> [WHAT YOU HAVE TO DO]:
Output the data below exactly.

> [RECORDS FOR THIS TASK]:
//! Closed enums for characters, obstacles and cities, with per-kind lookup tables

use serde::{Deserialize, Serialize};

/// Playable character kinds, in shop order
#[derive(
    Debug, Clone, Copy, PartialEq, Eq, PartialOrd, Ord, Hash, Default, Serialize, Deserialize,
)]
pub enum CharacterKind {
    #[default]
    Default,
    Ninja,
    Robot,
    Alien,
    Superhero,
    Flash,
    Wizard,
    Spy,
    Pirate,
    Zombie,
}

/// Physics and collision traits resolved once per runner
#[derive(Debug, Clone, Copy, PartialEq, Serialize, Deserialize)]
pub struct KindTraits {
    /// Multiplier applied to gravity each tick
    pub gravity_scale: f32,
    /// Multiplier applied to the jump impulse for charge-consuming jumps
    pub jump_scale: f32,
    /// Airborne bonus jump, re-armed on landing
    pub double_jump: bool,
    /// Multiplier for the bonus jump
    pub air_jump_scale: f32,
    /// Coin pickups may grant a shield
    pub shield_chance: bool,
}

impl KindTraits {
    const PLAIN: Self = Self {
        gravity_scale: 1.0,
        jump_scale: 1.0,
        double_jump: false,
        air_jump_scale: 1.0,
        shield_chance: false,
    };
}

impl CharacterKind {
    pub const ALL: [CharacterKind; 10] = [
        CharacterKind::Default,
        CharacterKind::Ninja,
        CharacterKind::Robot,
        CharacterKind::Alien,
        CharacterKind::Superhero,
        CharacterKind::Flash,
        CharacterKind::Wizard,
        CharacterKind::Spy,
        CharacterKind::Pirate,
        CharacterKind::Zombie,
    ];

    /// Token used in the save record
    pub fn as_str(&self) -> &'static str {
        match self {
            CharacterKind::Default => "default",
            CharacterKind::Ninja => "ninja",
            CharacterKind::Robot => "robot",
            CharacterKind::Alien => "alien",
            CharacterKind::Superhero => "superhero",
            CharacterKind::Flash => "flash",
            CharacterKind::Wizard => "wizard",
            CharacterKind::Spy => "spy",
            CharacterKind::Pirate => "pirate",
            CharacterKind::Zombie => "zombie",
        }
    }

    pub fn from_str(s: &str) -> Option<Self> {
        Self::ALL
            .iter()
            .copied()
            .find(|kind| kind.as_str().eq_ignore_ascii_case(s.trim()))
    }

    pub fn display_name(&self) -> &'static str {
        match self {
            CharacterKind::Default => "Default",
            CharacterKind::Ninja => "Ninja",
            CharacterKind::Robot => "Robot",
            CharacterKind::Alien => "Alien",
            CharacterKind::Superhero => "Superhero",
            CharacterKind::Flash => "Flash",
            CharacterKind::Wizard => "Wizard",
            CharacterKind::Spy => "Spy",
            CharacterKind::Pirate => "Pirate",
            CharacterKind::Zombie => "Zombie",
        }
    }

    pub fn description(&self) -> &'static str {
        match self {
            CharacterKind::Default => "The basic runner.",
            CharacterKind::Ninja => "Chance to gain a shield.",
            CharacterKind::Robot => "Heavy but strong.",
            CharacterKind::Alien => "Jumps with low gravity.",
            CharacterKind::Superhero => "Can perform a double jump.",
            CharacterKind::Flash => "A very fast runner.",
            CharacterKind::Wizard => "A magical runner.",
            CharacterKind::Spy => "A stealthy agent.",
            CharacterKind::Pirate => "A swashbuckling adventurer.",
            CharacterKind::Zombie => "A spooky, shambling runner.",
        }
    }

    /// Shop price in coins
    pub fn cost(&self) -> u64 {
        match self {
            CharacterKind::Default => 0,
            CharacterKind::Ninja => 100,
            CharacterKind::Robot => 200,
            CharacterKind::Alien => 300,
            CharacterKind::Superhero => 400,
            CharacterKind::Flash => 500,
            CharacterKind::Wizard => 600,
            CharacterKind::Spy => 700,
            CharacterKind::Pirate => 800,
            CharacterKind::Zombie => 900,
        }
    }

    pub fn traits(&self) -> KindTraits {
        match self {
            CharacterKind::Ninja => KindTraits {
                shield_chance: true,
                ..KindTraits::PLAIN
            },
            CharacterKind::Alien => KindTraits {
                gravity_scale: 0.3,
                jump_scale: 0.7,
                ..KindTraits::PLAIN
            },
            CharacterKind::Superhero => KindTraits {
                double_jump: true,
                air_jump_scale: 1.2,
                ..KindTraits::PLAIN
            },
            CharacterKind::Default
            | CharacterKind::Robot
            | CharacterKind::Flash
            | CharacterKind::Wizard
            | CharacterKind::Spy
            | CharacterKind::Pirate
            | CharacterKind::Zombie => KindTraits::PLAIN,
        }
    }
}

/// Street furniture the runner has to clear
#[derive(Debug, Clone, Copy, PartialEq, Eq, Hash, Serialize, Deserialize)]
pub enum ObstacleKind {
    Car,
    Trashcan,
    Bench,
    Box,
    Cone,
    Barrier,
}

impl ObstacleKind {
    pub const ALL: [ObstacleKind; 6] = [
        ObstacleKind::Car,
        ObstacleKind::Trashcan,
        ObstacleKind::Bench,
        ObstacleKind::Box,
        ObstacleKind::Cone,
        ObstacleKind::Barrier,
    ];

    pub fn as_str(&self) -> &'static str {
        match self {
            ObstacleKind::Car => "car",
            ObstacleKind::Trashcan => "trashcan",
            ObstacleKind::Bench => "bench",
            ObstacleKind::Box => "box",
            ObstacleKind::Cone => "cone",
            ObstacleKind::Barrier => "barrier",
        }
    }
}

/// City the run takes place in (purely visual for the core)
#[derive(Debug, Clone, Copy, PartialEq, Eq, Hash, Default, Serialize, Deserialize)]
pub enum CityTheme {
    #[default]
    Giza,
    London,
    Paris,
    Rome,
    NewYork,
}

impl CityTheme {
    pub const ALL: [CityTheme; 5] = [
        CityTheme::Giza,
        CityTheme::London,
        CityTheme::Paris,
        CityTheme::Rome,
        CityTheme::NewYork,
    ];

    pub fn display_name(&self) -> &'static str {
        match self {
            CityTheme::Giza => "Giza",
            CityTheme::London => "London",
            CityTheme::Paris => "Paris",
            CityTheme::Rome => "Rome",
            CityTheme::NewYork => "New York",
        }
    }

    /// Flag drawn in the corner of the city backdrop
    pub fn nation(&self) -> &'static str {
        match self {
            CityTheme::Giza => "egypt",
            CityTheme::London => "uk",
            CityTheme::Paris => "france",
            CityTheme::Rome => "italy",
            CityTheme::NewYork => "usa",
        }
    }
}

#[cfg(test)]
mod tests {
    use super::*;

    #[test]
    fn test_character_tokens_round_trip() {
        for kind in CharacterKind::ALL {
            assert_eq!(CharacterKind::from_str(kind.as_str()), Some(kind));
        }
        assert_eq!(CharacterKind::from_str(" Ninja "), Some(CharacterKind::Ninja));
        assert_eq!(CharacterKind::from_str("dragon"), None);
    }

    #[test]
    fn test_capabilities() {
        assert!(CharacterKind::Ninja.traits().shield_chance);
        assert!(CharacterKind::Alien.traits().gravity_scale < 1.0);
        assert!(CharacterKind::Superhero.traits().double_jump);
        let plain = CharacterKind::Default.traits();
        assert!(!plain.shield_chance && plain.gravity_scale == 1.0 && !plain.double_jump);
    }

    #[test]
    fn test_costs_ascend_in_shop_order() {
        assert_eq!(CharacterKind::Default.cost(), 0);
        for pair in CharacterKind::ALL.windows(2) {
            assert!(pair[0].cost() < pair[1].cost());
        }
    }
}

> [OUTPUT]:
//! Closed enums for characters, obstacles and cities, with per-kind lookup tables

use serde::{Deserialize, Serialize};

/// Playable character kinds, in shop order
#[derive(
    Debug, Clone, Copy, PartialEq, Eq, PartialOrd, Ord, Hash, Default, Serialize, Deserialize,
)]
pub enum CharacterKind {
    #[default]
    Default,
    Ninja,
    Robot,
    Alien,
    Superhero,
    Flash,
    Wizard,
    Spy,
    Pirate,
    Zombie,
}

/// Physics and collision traits resolved once per runner
#[derive(Debug, Clone, Copy, PartialEq, Serialize, Deserialize)]
pub struct KindTraits {
    /// Multiplier applied to gravity each tick
    pub gravity_scale: f32,
    /// Multiplier applied to the jump impulse for charge-consuming jumps
    pub jump_scale: f32,
    /// Airborne bonus jump, re-armed on landing
    pub double_jump: bool,
    /// Multiplier for the bonus jump
    pub air_jump_scale: f32,
    /// Coin pickups may grant a shield
    pub shield_chance: bool,
}

impl KindTraits {
    const PLAIN: Self = Self {
        gravity_scale: 1.0,
        jump_scale: 1.0,
        double_jump: false,
        air_jump_scale: 1.0,
        shield_chance: false,
    };
}

impl CharacterKind {
    pub const ALL: [CharacterKind; 10] = [
        CharacterKind::Default,
        CharacterKind::Ninja,
        CharacterKind::Robot,
        CharacterKind::Alien,
        CharacterKind::Superhero,
        CharacterKind::Flash,
        CharacterKind::Wizard,
        CharacterKind::Spy,
        CharacterKind::Pirate,
        CharacterKind::Zombie,
    ];

    /// Token used in the save record
    pub fn as_str(&self) -> &'static str {
        match self {
            CharacterKind::Default => "default",
            CharacterKind::Ninja => "ninja",
            CharacterKind::Robot => "robot",
            CharacterKind::Alien => "alien",
            CharacterKind::Superhero => "superhero",
            CharacterKind::Flash => "flash",
            CharacterKind::Wizard => "wizard",
            CharacterKind::Spy => "spy",
            CharacterKind::Pirate => "pirate",
            CharacterKind::Zombie => "zombie",
        }
    }

    pub fn from_str(s: &str) -> Option<Self> {
        Self::ALL
            .iter()
            .copied()
            .find(|kind| kind.as_str().eq_ignore_ascii_case(s.trim()))
    }

    pub fn display_name(&self) -> &'static str {
        match self {
            CharacterKind::Default => "Default",
            CharacterKind::Ninja => "Ninja",
            CharacterKind::Robot => "Robot",
            CharacterKind::Alien => "Alien",
            CharacterKind::Superhero => "Superhero",
            CharacterKind::Flash => "Flash",
            CharacterKind::Wizard => "Wizard",
            CharacterKind::Spy => "Spy",
            CharacterKind::Pirate => "Pirate",
            CharacterKind::Zombie => "Zombie",
        }
    }

    pub fn description(&self) -> &'static str {
        match self {
            CharacterKind::Default => "The basic runner.",
            CharacterKind::Ninja => "Chance to gain a shield.",
            CharacterKind::Robot => "Heavy but strong.",
            CharacterKind::Alien => "Jumps with low gravity.",
            CharacterKind::Superhero => "Can perform a double jump.",
            CharacterKind::Flash => "A very fast runner.",
            CharacterKind::Wizard => "A magical runner.",
            CharacterKind::Spy => "A stealthy agent.",
            CharacterKind::Pirate => "A swashbuckling adventurer.",
            CharacterKind::Zombie => "A spooky, shambling runner.",
        }
    }

    /// Shop price in coins
    pub fn cost(&self) -> u64 {
        match self {
            CharacterKind::Default => 0,
            CharacterKind::Ninja => 100,
            CharacterKind::Robot => 200,
            CharacterKind::Alien => 300,
            CharacterKind::Superhero => 400,
            CharacterKind::Flash => 500,
            CharacterKind::Wizard => 600,
            CharacterKind::Spy => 700,
            CharacterKind::Pirate => 800,
            CharacterKind::Zombie => 900,
        }
    }

    pub fn traits(&self) -> KindTraits {
        match self {
            CharacterKind::Ninja => KindTraits {
                shield_chance: true,
                ..KindTraits::PLAIN
            },
            CharacterKind::Alien => KindTraits {
                gravity_scale: 0.3,
                jump_scale: 0.7,
                ..KindTraits::PLAIN
            },
            CharacterKind::Superhero => KindTraits {
                double_jump: true,
                air_jump_scale: 1.2,
                ..KindTraits::PLAIN
            },
            CharacterKind::Default
            | CharacterKind::Robot
            | CharacterKind::Flash
            | CharacterKind::Wizard
            | CharacterKind::Spy
            | CharacterKind::Pirate
            | CharacterKind::Zombie => KindTraits::PLAIN,
        }
    }
}

/// Street furniture the runner has to clear
#[derive(Debug, Clone, Copy, PartialEq, Eq, Hash, Serialize, Deserialize)]
pub enum ObstacleKind {
    Car,
    Trashcan,
    Bench,
    Box,
    Cone,
    Barrier,
}

impl ObstacleKind {
    pub const ALL: [ObstacleKind; 6] = [
        ObstacleKind::Car,
        ObstacleKind::Trashcan,
        ObstacleKind::Bench,
        ObstacleKind::Box,
        ObstacleKind::Cone,
        ObstacleKind::Barrier,
    ];

    pub fn as_str(&self) -> &'static str {
        match self {
            ObstacleKind::Car => "car",
            ObstacleKind::Trashcan => "trashcan",
            ObstacleKind::Bench => "bench",
            ObstacleKind::Box => "box",
            ObstacleKind::Cone => "cone",
            ObstacleKind::Barrier => "barrier",
        }
    }
}

/// City the run takes place in (purely visual for the core)
#[derive(Debug, Clone, Copy, PartialEq, Eq, Hash, Default, Serialize, Deserialize)]
pub enum CityTheme {
    #[default]
    Giza,
    London,
    Paris,
    Rome,
    NewYork,
}

impl CityTheme {
    pub const ALL: [CityTheme; 5] = [
        CityTheme::Giza,
        CityTheme::London,
        CityTheme::Paris,
        CityTheme::Rome,
        CityTheme::NewYork,
    ];

    pub fn display_name(&self) -> &'static str {
        match self {
            CityTheme::Giza => "Giza",
            CityTheme::London => "London",
            CityTheme::Paris => "Paris",
            CityTheme::Rome => "Rome",
            CityTheme::NewYork => "New York",
        }
    }

    /// Flag drawn in the corner of the city backdrop
    pub fn nation(&self) -> &'static str {
        match self {
            CityTheme::Giza => "egypt",
            CityTheme::London => "uk",
            CityTheme::Paris => "france",
            CityTheme::Rome => "italy",
            CityTheme::NewYork => "usa",
        }
    }
}

#[cfg(test)]
mod tests {
    use super::*;

    #[test]
    fn test_character_tokens_round_trip() {
        for kind in CharacterKind::ALL {
            assert_eq!(CharacterKind::from_str(kind.as_str()), Some(kind));
        }
        assert_eq!(CharacterKind::from_str(" Ninja "), Some(CharacterKind::Ninja));
        assert_eq!(CharacterKind::from_str("dragon"), None);
    }

    #[test]
    fn test_capabilities() {
        assert!(CharacterKind::Ninja.traits().shield_chance);
        assert!(CharacterKind::Alien.traits().gravity_scale < 1.0);
        assert!(CharacterKind::Superhero.traits().double_jump);
        let plain = CharacterKind::Default.traits();
        assert!(!plain.shield_chance && plain.gravity_scale == 1.0 && !plain.double_jump);
    }

    #[test]
    fn test_costs_ascend_in_shop_order() {
        assert_eq!(CharacterKind::Default.cost(), 0);
        for pair in CharacterKind::ALL.windows(2) {
            assert!(pair[0].cost() < pair[1].cost());
        }
    }
}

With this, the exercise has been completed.